Scan the records below for the line containing "pub mod source;" and the line containing "pub use crate::envelope::ConfidenceEnvelope;". Copy both, plus every line between, exactly.

§ **Collected data**
# # # #

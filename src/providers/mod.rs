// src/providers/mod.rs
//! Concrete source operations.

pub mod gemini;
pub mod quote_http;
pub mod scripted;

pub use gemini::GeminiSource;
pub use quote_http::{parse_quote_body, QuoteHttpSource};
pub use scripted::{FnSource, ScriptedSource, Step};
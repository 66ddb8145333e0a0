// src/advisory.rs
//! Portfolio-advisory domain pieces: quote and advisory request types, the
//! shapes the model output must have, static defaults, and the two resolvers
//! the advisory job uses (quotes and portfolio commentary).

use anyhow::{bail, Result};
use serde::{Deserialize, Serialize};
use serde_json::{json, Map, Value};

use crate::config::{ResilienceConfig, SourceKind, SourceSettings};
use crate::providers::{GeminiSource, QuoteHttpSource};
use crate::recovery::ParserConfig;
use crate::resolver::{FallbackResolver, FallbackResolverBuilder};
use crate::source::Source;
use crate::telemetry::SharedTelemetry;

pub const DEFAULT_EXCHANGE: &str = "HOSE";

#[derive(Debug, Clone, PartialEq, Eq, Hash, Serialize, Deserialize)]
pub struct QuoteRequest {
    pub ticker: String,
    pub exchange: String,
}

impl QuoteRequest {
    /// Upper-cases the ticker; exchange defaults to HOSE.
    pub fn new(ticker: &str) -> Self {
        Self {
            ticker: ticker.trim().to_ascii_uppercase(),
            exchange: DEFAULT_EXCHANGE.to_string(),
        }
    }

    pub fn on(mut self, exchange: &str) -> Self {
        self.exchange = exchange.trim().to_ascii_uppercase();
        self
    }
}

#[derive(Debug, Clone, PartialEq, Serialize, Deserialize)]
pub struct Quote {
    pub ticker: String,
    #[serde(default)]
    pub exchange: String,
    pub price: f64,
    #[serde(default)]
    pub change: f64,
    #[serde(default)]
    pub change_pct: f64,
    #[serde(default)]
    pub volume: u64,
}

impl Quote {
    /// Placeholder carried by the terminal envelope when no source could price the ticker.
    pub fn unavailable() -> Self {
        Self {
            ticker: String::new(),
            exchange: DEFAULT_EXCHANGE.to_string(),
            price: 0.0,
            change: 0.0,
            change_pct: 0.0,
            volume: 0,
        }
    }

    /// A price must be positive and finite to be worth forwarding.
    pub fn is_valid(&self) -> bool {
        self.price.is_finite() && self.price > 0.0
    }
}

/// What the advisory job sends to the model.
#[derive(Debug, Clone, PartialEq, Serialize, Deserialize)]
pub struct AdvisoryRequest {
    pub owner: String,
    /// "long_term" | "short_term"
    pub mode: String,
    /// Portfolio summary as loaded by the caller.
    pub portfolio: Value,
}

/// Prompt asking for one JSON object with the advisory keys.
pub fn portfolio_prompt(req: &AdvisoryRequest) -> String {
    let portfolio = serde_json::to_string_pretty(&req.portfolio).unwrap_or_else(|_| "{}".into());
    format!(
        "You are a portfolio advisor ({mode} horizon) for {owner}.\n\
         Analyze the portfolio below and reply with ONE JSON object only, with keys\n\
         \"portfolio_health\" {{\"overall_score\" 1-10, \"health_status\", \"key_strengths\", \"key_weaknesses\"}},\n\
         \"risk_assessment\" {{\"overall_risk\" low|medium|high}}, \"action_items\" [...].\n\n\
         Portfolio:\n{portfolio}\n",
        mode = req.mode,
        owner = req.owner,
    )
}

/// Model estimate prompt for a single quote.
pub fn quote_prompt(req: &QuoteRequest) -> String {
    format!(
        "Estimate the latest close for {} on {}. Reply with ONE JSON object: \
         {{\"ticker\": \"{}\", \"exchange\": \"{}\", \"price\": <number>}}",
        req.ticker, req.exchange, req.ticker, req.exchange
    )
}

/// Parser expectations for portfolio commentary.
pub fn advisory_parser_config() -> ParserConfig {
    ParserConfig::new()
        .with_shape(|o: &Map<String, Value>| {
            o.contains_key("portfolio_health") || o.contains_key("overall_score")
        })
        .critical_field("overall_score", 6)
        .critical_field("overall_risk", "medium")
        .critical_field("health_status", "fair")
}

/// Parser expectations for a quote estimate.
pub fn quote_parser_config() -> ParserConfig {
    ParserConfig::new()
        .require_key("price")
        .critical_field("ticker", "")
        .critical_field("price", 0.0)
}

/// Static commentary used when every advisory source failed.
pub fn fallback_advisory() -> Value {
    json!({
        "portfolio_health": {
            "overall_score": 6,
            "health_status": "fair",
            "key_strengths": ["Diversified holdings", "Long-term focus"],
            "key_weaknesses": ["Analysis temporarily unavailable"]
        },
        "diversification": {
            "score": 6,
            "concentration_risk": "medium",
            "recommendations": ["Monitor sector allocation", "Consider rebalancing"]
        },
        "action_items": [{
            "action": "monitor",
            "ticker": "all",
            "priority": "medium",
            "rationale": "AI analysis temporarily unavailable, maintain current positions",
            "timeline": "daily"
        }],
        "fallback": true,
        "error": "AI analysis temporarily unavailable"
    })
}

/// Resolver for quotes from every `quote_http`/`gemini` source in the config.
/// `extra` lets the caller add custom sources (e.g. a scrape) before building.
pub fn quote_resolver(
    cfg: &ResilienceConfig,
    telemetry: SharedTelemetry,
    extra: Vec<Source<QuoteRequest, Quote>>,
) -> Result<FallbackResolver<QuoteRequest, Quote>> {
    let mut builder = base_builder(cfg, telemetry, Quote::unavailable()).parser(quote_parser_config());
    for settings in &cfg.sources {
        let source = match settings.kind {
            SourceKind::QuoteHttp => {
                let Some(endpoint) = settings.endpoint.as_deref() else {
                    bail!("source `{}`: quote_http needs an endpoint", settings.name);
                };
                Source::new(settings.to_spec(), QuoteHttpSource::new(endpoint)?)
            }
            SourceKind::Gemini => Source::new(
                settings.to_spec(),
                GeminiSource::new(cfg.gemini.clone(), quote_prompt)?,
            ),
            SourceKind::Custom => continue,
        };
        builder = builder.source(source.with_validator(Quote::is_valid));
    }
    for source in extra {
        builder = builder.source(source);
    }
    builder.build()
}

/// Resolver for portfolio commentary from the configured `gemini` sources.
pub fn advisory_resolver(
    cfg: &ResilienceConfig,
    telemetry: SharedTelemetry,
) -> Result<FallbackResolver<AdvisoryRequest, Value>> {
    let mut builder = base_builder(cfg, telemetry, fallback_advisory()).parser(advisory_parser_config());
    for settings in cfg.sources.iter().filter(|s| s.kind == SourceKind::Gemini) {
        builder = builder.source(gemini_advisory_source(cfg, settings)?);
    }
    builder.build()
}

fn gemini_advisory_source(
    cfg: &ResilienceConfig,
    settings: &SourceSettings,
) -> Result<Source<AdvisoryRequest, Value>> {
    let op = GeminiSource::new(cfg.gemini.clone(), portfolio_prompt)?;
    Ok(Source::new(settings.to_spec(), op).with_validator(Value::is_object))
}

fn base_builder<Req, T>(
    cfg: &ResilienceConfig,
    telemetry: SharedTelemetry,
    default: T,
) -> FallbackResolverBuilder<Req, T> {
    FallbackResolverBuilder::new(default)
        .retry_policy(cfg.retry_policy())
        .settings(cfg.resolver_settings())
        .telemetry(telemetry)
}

# # # #

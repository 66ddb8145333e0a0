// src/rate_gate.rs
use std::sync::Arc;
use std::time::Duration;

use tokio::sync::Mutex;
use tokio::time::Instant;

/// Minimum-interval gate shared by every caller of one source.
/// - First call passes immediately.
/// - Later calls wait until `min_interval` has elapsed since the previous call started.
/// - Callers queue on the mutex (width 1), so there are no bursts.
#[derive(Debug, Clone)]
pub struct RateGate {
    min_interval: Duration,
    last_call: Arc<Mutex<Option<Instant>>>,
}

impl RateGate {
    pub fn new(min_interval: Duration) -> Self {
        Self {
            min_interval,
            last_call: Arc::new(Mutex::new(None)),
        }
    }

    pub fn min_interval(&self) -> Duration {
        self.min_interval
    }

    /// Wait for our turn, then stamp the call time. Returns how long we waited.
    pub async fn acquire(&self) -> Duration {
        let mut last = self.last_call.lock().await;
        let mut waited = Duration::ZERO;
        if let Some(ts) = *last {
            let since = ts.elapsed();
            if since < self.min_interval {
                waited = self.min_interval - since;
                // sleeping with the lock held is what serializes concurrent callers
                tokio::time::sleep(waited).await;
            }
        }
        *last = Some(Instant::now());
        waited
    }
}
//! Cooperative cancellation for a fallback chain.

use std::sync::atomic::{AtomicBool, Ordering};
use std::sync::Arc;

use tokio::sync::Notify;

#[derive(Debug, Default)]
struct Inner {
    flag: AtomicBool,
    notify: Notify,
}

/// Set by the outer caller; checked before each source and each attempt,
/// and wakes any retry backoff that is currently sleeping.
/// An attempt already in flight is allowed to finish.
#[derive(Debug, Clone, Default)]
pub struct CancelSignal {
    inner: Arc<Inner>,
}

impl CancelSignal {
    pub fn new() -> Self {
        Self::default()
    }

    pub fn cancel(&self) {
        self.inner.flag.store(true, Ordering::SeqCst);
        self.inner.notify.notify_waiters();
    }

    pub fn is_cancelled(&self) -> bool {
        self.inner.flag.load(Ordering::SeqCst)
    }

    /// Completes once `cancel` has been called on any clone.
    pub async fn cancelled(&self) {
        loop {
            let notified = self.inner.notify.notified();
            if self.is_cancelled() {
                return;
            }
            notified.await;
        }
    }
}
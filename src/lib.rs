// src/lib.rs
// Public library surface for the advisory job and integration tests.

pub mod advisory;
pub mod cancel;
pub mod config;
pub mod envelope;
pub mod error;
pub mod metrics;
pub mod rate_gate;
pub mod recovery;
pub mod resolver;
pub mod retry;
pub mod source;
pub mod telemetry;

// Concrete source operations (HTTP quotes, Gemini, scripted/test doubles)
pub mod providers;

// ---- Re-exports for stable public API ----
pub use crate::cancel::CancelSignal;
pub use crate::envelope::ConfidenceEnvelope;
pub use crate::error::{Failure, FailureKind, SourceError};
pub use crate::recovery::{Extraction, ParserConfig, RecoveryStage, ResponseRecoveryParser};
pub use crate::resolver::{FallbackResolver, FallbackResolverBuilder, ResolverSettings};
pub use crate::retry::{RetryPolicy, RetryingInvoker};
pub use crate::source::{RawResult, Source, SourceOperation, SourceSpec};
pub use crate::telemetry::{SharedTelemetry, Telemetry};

# # # #

§ **Solved exercise**
pub mod source;
pub mod telemetry;

// Concrete source operations (HTTP quotes, Gemini, scripted/test doubles)
pub mod providers;

// ---- Re-exports for stable public API ----
pub use crate::cancel::CancelSignal;
pub use crate::envelope::ConfidenceEnvelope;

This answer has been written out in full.